Quirky and inarguably unique in both style and content, Confessions of a Self-Help Writer is sure to evoke strong reactions. Taken at face value, Enzo is a crass and self-involved character, reprehensible in both word and deed for the most part, and with seemingly little sense of responsibility or depth of feeling. However, as with most interesting protagonists, there are layers to his personality and moments that hint at a deeper emotional core to his character. The occasional interruption by DeHaven provides a grounding point at which readers will be reminded that this journal is presented by someone with a biased point of view and an ax to grind.

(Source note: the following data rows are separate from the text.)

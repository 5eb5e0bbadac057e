// CLI module - argument parsing and run orchestration

pub mod output;

use crate::config::{MeshConfig, SupervisorSettings};
use crate::error::Result;
use crate::process::Supervisor;
use clap::Parser;
use std::path::PathBuf;
use tokio::signal::unix::{signal, SignalKind};
use tokio::sync::oneshot;
use tracing::info;

/// meshrun - launch and supervise a fixed set of services
#[derive(Parser)]
#[command(name = "meshrun")]
#[command(version, about, long_about = None)]
pub struct Cli {
    /// Path to a TOML or JSON service configuration file.
    /// Defaults to the built-in registry + gateway pair.
    #[arg(short, long)]
    config: Option<PathBuf>,

    /// Seconds to wait after spawning before judging startup success
    #[arg(long)]
    startup_grace: Option<u64>,

    /// Seconds between liveness polls
    #[arg(long)]
    poll_interval: Option<u64>,

    /// Seconds to wait for a graceful exit before force-killing
    #[arg(long)]
    stop_timeout: Option<u64>,
}

impl Cli {
    /// Run the supervisor until cancelled
    pub async fn run() -> Result<()> {
        let cli = Cli::parse();
        cli.execute().await
    }

    /// Execute one full supervision run: launch, monitor, shut down
    async fn execute(&self) -> Result<()> {
        let config = self.effective_config()?;

        output::print_banner();

        let mut supervisor = Supervisor::new(config.supervisor.clone());

        let pb = output::create_progress_bar(&format!(
            "Launching {} service(s)...",
            config.services.len()
        ));
        match supervisor.launch_all(&config.services).await {
            Ok(count) => {
                output::finish_progress_success(
                    pb,
                    &format!("{}/{} service(s) started", count, config.services.len()),
                );
            }
            Err(e) => {
                output::finish_progress_error(pb, "Failed to start any services");
                return Err(e);
            }
        }

        output::print_running_summary(supervisor.table());

        let shutdown = Self::setup_signal_handlers();
        let reports = supervisor.run_until(shutdown).await?;

        output::print_report(&reports);

        Ok(())
    }

    /// Resolve the run configuration: config file or built-in defaults,
    /// with CLI flags overriding either
    fn effective_config(&self) -> Result<MeshConfig> {
        let mut config = match &self.config {
            Some(path) => MeshConfig::from_file(path)?,
            None => MeshConfig {
                services: MeshConfig::default_services(),
                supervisor: SupervisorSettings::default(),
            },
        };

        if let Some(secs) = self.startup_grace {
            config.supervisor.startup_grace_secs = secs;
        }
        if let Some(secs) = self.poll_interval {
            config.supervisor.poll_interval_secs = secs;
        }
        if let Some(secs) = self.stop_timeout {
            config.supervisor.stop_timeout_secs = secs;
        }

        config.validate()?;

        Ok(config)
    }

    /// Listen for SIGINT/SIGTERM and turn the first one into the one-shot
    /// cancellation signal the monitor loop selects on
    fn setup_signal_handlers() -> oneshot::Receiver<()> {
        let (tx, rx) = oneshot::channel();

        tokio::spawn(async move {
            let mut sigterm =
                signal(SignalKind::terminate()).expect("Failed to setup SIGTERM handler");
            let mut sigint =
                signal(SignalKind::interrupt()).expect("Failed to setup SIGINT handler");

            tokio::select! {
                _ = sigterm.recv() => {
                    info!("Received SIGTERM");
                }
                _ = sigint.recv() => {
                    info!("Received SIGINT");
                }
            }

            let _ = tx.send(());
        });

        rx
    }
}

#[cfg(test)]
mod tests {
    use super::*;

    #[test]
    fn test_effective_config_defaults() {
        let cli = Cli {
            config: None,
            startup_grace: None,
            poll_interval: None,
            stop_timeout: None,
        };

        let config = cli.effective_config().unwrap();
        assert_eq!(config.services.len(), 2);
        assert_eq!(config.supervisor.startup_grace_secs, 2);
    }

    #[test]
    fn test_effective_config_flag_overrides() {
        let cli = Cli {
            config: None,
            startup_grace: Some(1),
            poll_interval: Some(3),
            stop_timeout: Some(7),
        };

        let config = cli.effective_config().unwrap();
        assert_eq!(config.supervisor.startup_grace_secs, 1);
        assert_eq!(config.supervisor.poll_interval_secs, 3);
        assert_eq!(config.supervisor.stop_timeout_secs, 7);
    }

    #[test]
    fn test_effective_config_rejects_zero_poll_interval() {
        let cli = Cli {
            config: None,
            startup_grace: None,
            poll_interval: Some(0),
            stop_timeout: None,
        };

        assert!(cli.effective_config().is_err());
    }
}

Enzo is a drunk (and an occasional drug user) who pontificates while urinating into crowds and refers to every woman he knows, including his mother, as “Susan.” His poor attitudes and behaviors started early on, when as a Boy Scout he was the proverbial bad seed, the one who “led three other scouts to destroy the bowline knot that was tied to a self-made latrine post, forcing unsuspecting friends to fall into a pit of their own feces.” That he later found a brief leadership role within the troop seems rather undeserved, but it’s indicative of his ability to manipulate others.
The book is sprinkled with Enzo’s words of wisdom, helpfully emphasized in boldface, which appear to signify personal epiphanies.
DeHaven runs a risk that readers will be lost in Enzo’s offensiveness, yet those who press on may see him as a metaphor for various societal ills and dichotomies of daily life. Confessions of a Self-Help Writer is an entertaining if slightly disturbing tale of a man who is consistently devoted to being own worst enemy.